EXERCISE DIRECTIONS =
Repeat the data in full. No line may differ from the original.

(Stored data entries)
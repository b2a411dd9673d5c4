// src/manifest.rs

//! Persisted package and recipe descriptors
//!
//! - [`Manifest`]: file digests plus a creation timestamp, stored next to a
//!   package (or an exported recipe)
//! - [`PackageInfo`]: binary description, carrying the digest of the recipe
//!   the binary was built from
//! - [`RecipeMetadata`]: revision bookkeeping for a recipe and its packages

use crate::error::{Error, Result};
use crate::hash::{hash_bytes, sha256_reader, HashAlgorithm};
use chrono::{DateTime, Utc};
use serde::{Deserialize, Serialize};
use std::collections::BTreeMap;
use std::fs::File;
use std::path::Path;
use walkdir::WalkDir;

/// File name of a manifest inside a package or export folder
pub const MANIFEST_FILE: &str = "manifest.json";

/// File name of the package info inside a package folder
pub const PACKAGE_INFO_FILE: &str = "info.json";

/// Digest of every file in a folder, plus when the manifest was created
///
/// Equality compares file digests only; two manifests with the same content
/// but different timestamps are equal.
#[derive(Debug, Clone, Serialize, Deserialize)]
pub struct Manifest {
    pub time: DateTime<Utc>,
    /// Relative path (forward slashes) -> SHA-256 hex digest
    pub files: BTreeMap<String, String>,
}

impl PartialEq for Manifest {
    fn eq(&self, other: &Self) -> bool {
        self.files == other.files
    }
}

impl Eq for Manifest {}

impl Manifest {
    pub fn new(time: DateTime<Utc>, files: BTreeMap<String, String>) -> Self {
        Self { time, files }
    }

    /// Compute the manifest of `folder`, skipping any existing manifest file
    pub fn from_folder(folder: &Path, time: DateTime<Utc>) -> Result<Self> {
        let mut files = BTreeMap::new();

        for entry in WalkDir::new(folder).follow_links(false) {
            let entry = entry.map_err(|e| {
                Error::IoError(format!("Failed to walk {}: {}", folder.display(), e))
            })?;
            if !entry.file_type().is_file() {
                continue;
            }

            let rel = entry
                .path()
                .strip_prefix(folder)
                .map_err(|e| Error::IoError(e.to_string()))?;
            let rel = rel
                .components()
                .map(|c| c.as_os_str().to_string_lossy())
                .collect::<Vec<_>>()
                .join("/");
            if rel == MANIFEST_FILE {
                continue;
            }

            let mut file = File::open(entry.path())?;
            let digest = sha256_reader(&mut file)?;
            files.insert(rel, digest.value);
        }

        Ok(Self { time, files })
    }

    /// Single digest summarizing all file digests
    pub fn summary_hash(&self) -> String {
        let mut data = String::new();
        for (path, digest) in &self.files {
            data.push_str(path);
            data.push_str(": ");
            data.push_str(digest);
            data.push('\n');
        }
        hash_bytes(HashAlgorithm::Sha256, data.as_bytes()).value
    }

    pub fn load(path: &Path) -> Result<Self> {
        load_json(path)
    }

    pub fn save(&self, path: &Path) -> Result<()> {
        save_json(path, self)
    }
}

/// Description of a built binary
#[derive(Debug, Clone, Default, PartialEq, Eq, Serialize, Deserialize)]
pub struct PackageInfo {
    /// Summary hash of the recipe this binary was built from
    pub recipe_hash: Option<String>,
    #[serde(default)]
    pub settings: BTreeMap<String, String>,
    #[serde(default)]
    pub options: BTreeMap<String, String>,
}

impl PackageInfo {
    pub fn with_recipe_hash(recipe_hash: impl Into<String>) -> Self {
        Self {
            recipe_hash: Some(recipe_hash.into()),
            ..Default::default()
        }
    }

    pub fn load(path: &Path) -> Result<Self> {
        load_json(path)
    }

    pub fn save(&self, path: &Path) -> Result<()> {
        save_json(path, self)
    }
}

/// Revision bookkeeping of one installed package
#[derive(Debug, Clone, Default, PartialEq, Eq, Serialize, Deserialize)]
pub struct PackageRevisions {
    pub revision: Option<String>,
    /// Recipe revision the binary was built from
    pub recipe_revision: Option<String>,
}

/// Revision bookkeeping of a recipe and its installed packages
#[derive(Debug, Clone, Default, PartialEq, Eq, Serialize, Deserialize)]
pub struct RecipeMetadata {
    pub recipe_revision: Option<String>,
    /// Package id -> revisions
    #[serde(default)]
    pub packages: BTreeMap<String, PackageRevisions>,
}

impl RecipeMetadata {
    /// Recipe revision recorded for a package id, if any
    pub fn package_recipe_revision(&self, package_id: &str) -> Option<&str> {
        self.packages
            .get(package_id)
            .and_then(|p| p.recipe_revision.as_deref())
    }
}

fn load_json<T: serde::de::DeserializeOwned>(path: &Path) -> Result<T> {
    let content = std::fs::read_to_string(path)
        .map_err(|e| Error::IoError(format!("Failed to read {}: {}", path.display(), e)))?;
    serde_json::from_str(&content)
        .map_err(|e| Error::ParseError(format!("{}: {}", path.display(), e)))
}

fn save_json<T: Serialize>(path: &Path, value: &T) -> Result<()> {
    if let Some(parent) = path.parent() {
        std::fs::create_dir_all(parent)?;
    }
    let content = serde_json::to_string_pretty(value)?;
    std::fs::write(path, content)?;
    Ok(())
}

#[cfg(test)]
mod tests {
    use super::*;
    use chrono::TimeZone;
    use tempfile::TempDir;

    fn at(secs: i64) -> DateTime<Utc> {
        Utc.timestamp_opt(secs, 0).unwrap()
    }

    #[test]
    fn test_equality_ignores_time() {
        let files = BTreeMap::from([("lib/libz.a".to_string(), "aa".to_string())]);
        let a = Manifest::new(at(100), files.clone());
        let b = Manifest::new(at(200), files);
        assert_eq!(a, b);

        let c = Manifest::new(at(100), BTreeMap::new());
        assert_ne!(a, c);
    }

    #[test]
    fn test_from_folder_skips_manifest() {
        let temp = TempDir::new().unwrap();
        std::fs::create_dir_all(temp.path().join("lib")).unwrap();
        std::fs::write(temp.path().join("lib/libz.a"), b"archive").unwrap();
        std::fs::write(temp.path().join("info.json"), b"{}").unwrap();
        std::fs::write(temp.path().join(MANIFEST_FILE), b"stale").unwrap();

        let manifest = Manifest::from_folder(temp.path(), at(0)).unwrap();
        let paths: Vec<_> = manifest.files.keys().cloned().collect();
        assert_eq!(paths, vec!["info.json".to_string(), "lib/libz.a".to_string()]);
    }

    #[test]
    fn test_summary_hash_tracks_content() {
        let a = Manifest::new(at(0), BTreeMap::from([("f".to_string(), "1".to_string())]));
        let b = Manifest::new(at(5), BTreeMap::from([("f".to_string(), "1".to_string())]));
        let c = Manifest::new(at(0), BTreeMap::from([("f".to_string(), "2".to_string())]));
        assert_eq!(a.summary_hash(), b.summary_hash());
        assert_ne!(a.summary_hash(), c.summary_hash());
    }

    #[test]
    fn test_save_and_load() {
        let temp = TempDir::new().unwrap();
        let path = temp.path().join("nested/manifest.json");
        let manifest = Manifest::new(at(42), BTreeMap::from([("a".to_string(), "b".to_string())]));
        manifest.save(&path).unwrap();

        let loaded = Manifest::load(&path).unwrap();
        assert_eq!(loaded, manifest);
        assert_eq!(loaded.time, at(42));
    }

    #[test]
    fn test_load_garbage_is_parse_error() {
        let temp = TempDir::new().unwrap();
        let path = temp.path().join("info.json");
        std::fs::write(&path, "not json").unwrap();
        assert!(matches!(PackageInfo::load(&path), Err(Error::ParseError(_))));
    }

    #[test]
    fn test_metadata_lookup() {
        let mut meta = RecipeMetadata::default();
        meta.packages.insert(
            "abc".to_string(),
            PackageRevisions {
                revision: Some("p1".to_string()),
                recipe_revision: Some("r1".to_string()),
            },
        );
        assert_eq!(meta.package_recipe_revision("abc"), Some("r1"));
        assert_eq!(meta.package_recipe_revision("zzz"), None);
    }
}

ANSWER SPACE =
repository b2a411dd9673d5c4
// src/manifest.rs

//! Persisted package and recipe descriptors
//!
//! - [`Manifest`]: file digests plus a creation timestamp, stored next to a
//!   package (or an exported recipe)
//! - [`PackageInfo`]: binary description, carrying the digest of the recipe
//!   the binary was built from
//! - [`RecipeMetadata`]: revision bookkeeping for a recipe and its packages

use crate::error::{Error, Result};
use crate::hash::{hash_bytes, sha256_reader, HashAlgorithm};
use chrono::{DateTime, Utc};
use serde::{Deserialize, Serialize};
use std::collections::BTreeMap;
use std::fs::File;
use std::path::Path;
use walkdir::WalkDir;

/// File name of a manifest inside a package or export folder
pub const MANIFEST_FILE: &str = "manifest.json";

/// File name of the package info inside a package folder
pub const PACKAGE_INFO_FILE: &str = "info.json";

/// Digest of every file in a folder, plus when the manifest was created
///
/// Equality compares file digests only; two manifests with the same content
/// but different timestamps are equal.
#[derive(Debug, Clone, Serialize, Deserialize)]
pub struct Manifest {
    pub time: DateTime<Utc>,
    /// Relative path (forward slashes) -> SHA-256 hex digest
    pub files: BTreeMap<String, String>,
}

impl PartialEq for Manifest {
    fn eq(&self, other: &Self) -> bool {
        self.files == other.files
    }
}

impl Eq for Manifest {}

impl Manifest {
    pub fn new(time: DateTime<Utc>, files: BTreeMap<String, String>) -> Self {
        Self { time, files }
    }

    /// Compute the manifest of `folder`, skipping any existing manifest file
    pub fn from_folder(folder: &Path, time: DateTime<Utc>) -> Result<Self> {
        let mut files = BTreeMap::new();

        for entry in WalkDir::new(folder).follow_links(false) {
            let entry = entry.map_err(|e| {
                Error::IoError(format!("Failed to walk {}: {}", folder.display(), e))
            })?;
            if !entry.file_type().is_file() {
                continue;
            }

            let rel = entry
                .path()
                .strip_prefix(folder)
                .map_err(|e| Error::IoError(e.to_string()))?;
            let rel = rel
                .components()
                .map(|c| c.as_os_str().to_string_lossy())
                .collect::<Vec<_>>()
                .join("/");
            if rel == MANIFEST_FILE {
                continue;
            }

            let mut file = File::open(entry.path())?;
            let digest = sha256_reader(&mut file)?;
            files.insert(rel, digest.value);
        }

        Ok(Self { time, files })
    }

    /// Single digest summarizing all file digests
    pub fn summary_hash(&self) -> String {
        let mut data = String::new();
        for (path, digest) in &self.files {
            data.push_str(path);
            data.push_str(": ");
            data.push_str(digest);
            data.push('\n');
        }
        hash_bytes(HashAlgorithm::Sha256, data.as_bytes()).value
    }

    pub fn load(path: &Path) -> Result<Self> {
        load_json(path)
    }

    pub fn save(&self, path: &Path) -> Result<()> {
        save_json(path, self)
    }
}

/// Description of a built binary
#[derive(Debug, Clone, Default, PartialEq, Eq, Serialize, Deserialize)]
pub struct PackageInfo {
    /// Summary hash of the recipe this binary was built from
    pub recipe_hash: Option<String>,
    #[serde(default)]
    pub settings: BTreeMap<String, String>,
    #[serde(default)]
    pub options: BTreeMap<String, String>,
}

impl PackageInfo {
    pub fn with_recipe_hash(recipe_hash: impl Into<String>) -> Self {
        Self {
            recipe_hash: Some(recipe_hash.into()),
            ..Default::default()
        }
    }

    pub fn load(path: &Path) -> Result<Self> {
        load_json(path)
    }

    pub fn save(&self, path: &Path) -> Result<()> {
        save_json(path, self)
    }
}

/// Revision bookkeeping of one installed package
#[derive(Debug, Clone, Default, PartialEq, Eq, Serialize, Deserialize)]
pub struct PackageRevisions {
    pub revision: Option<String>,
    /// Recipe revision the binary was built from
    pub recipe_revision: Option<String>,
}

/// Revision bookkeeping of a recipe and its installed packages
#[derive(Debug, Clone, Default, PartialEq, Eq, Serialize, Deserialize)]
pub struct RecipeMetadata {
    pub recipe_revision: Option<String>,
    /// Package id -> revisions
    #[serde(default)]
    pub packages: BTreeMap<String, PackageRevisions>,
}

impl RecipeMetadata {
    /// Recipe revision recorded for a package id, if any
    pub fn package_recipe_revision(&self, package_id: &str) -> Option<&str> {
        self.packages
            .get(package_id)
            .and_then(|p| p.recipe_revision.as_deref())
    }
}

fn load_json<T: serde::de::DeserializeOwned>(path: &Path) -> Result<T> {
    let content = std::fs::read_to_string(path)
        .map_err(|e| Error::IoError(format!("Failed to read {}: {}", path.display(), e)))?;
    serde_json::from_str(&content)
        .map_err(|e| Error::ParseError(format!("{}: {}", path.display(), e)))
}

fn save_json<T: Serialize>(path: &Path, value: &T) -> Result<()> {
    if let Some(parent) = path.parent() {
        std::fs::create_dir_all(parent)?;
    }
    let content = serde_json::to_string_pretty(value)?;
    std::fs::write(path, content)?;
    Ok(())
}

#[cfg(test)]
mod tests {
    use super::*;
    use chrono::TimeZone;
    use tempfile::TempDir;

    fn at(secs: i64) -> DateTime<Utc> {
        Utc.timestamp_opt(secs, 0).unwrap()
    }

    #[test]
    fn test_equality_ignores_time() {
        let files = BTreeMap::from([("lib/libz.a".to_string(), "aa".to_string())]);
        let a = Manifest::new(at(100), files.clone());
        let b = Manifest::new(at(200), files);
        assert_eq!(a, b);

        let c = Manifest::new(at(100), BTreeMap::new());
        assert_ne!(a, c);
    }

    #[test]
    fn test_from_folder_skips_manifest() {
        let temp = TempDir::new().unwrap();
        std::fs::create_dir_all(temp.path().join("lib")).unwrap();
        std::fs::write(temp.path().join("lib/libz.a"), b"archive").unwrap();
        std::fs::write(temp.path().join("info.json"), b"{}").unwrap();
        std::fs::write(temp.path().join(MANIFEST_FILE), b"stale").unwrap();

        let manifest = Manifest::from_folder(temp.path(), at(0)).unwrap();
        let paths: Vec<_> = manifest.files.keys().cloned().collect();
        assert_eq!(paths, vec!["info.json".to_string(), "lib/libz.a".to_string()]);
    }

    #[test]
    fn test_summary_hash_tracks_content() {
        let a = Manifest::new(at(0), BTreeMap::from([("f".to_string(), "1".to_string())]));
        let b = Manifest::new(at(5), BTreeMap::from([("f".to_string(), "1".to_string())]));
        let c = Manifest::new(at(0), BTreeMap::from([("f".to_string(), "2".to_string())]));
        assert_eq!(a.summary_hash(), b.summary_hash());
        assert_ne!(a.summary_hash(), c.summary_hash());
    }

    #[test]
    fn test_save_and_load() {
        let temp = TempDir::new().unwrap();
        let path = temp.path().join("nested/manifest.json");
        let manifest = Manifest::new(at(42), BTreeMap::from([("a".to_string(), "b".to_string())]));
        manifest.save(&path).unwrap();

        let loaded = Manifest::load(&path).unwrap();
        assert_eq!(loaded, manifest);
        assert_eq!(loaded.time, at(42));
    }

    #[test]
    fn test_load_garbage_is_parse_error() {
        let temp = TempDir::new().unwrap();
        let path = temp.path().join("info.json");
        std::fs::write(&path, "not json").unwrap();
        assert!(matches!(PackageInfo::load(&path), Err(Error::ParseError(_))));
    }

    #[test]
    fn test_metadata_lookup() {
        let mut meta = RecipeMetadata::default();
        meta.packages.insert(
            "abc".to_string(),
            PackageRevisions {
                revision: Some("p1".to_string()),
                recipe_revision: Some("r1".to_string()),
            },
        );
        assert_eq!(meta.package_recipe_revision("abc"), Some("r1"));
        assert_eq!(meta.package_recipe_revision("zzz"), None);
    }
}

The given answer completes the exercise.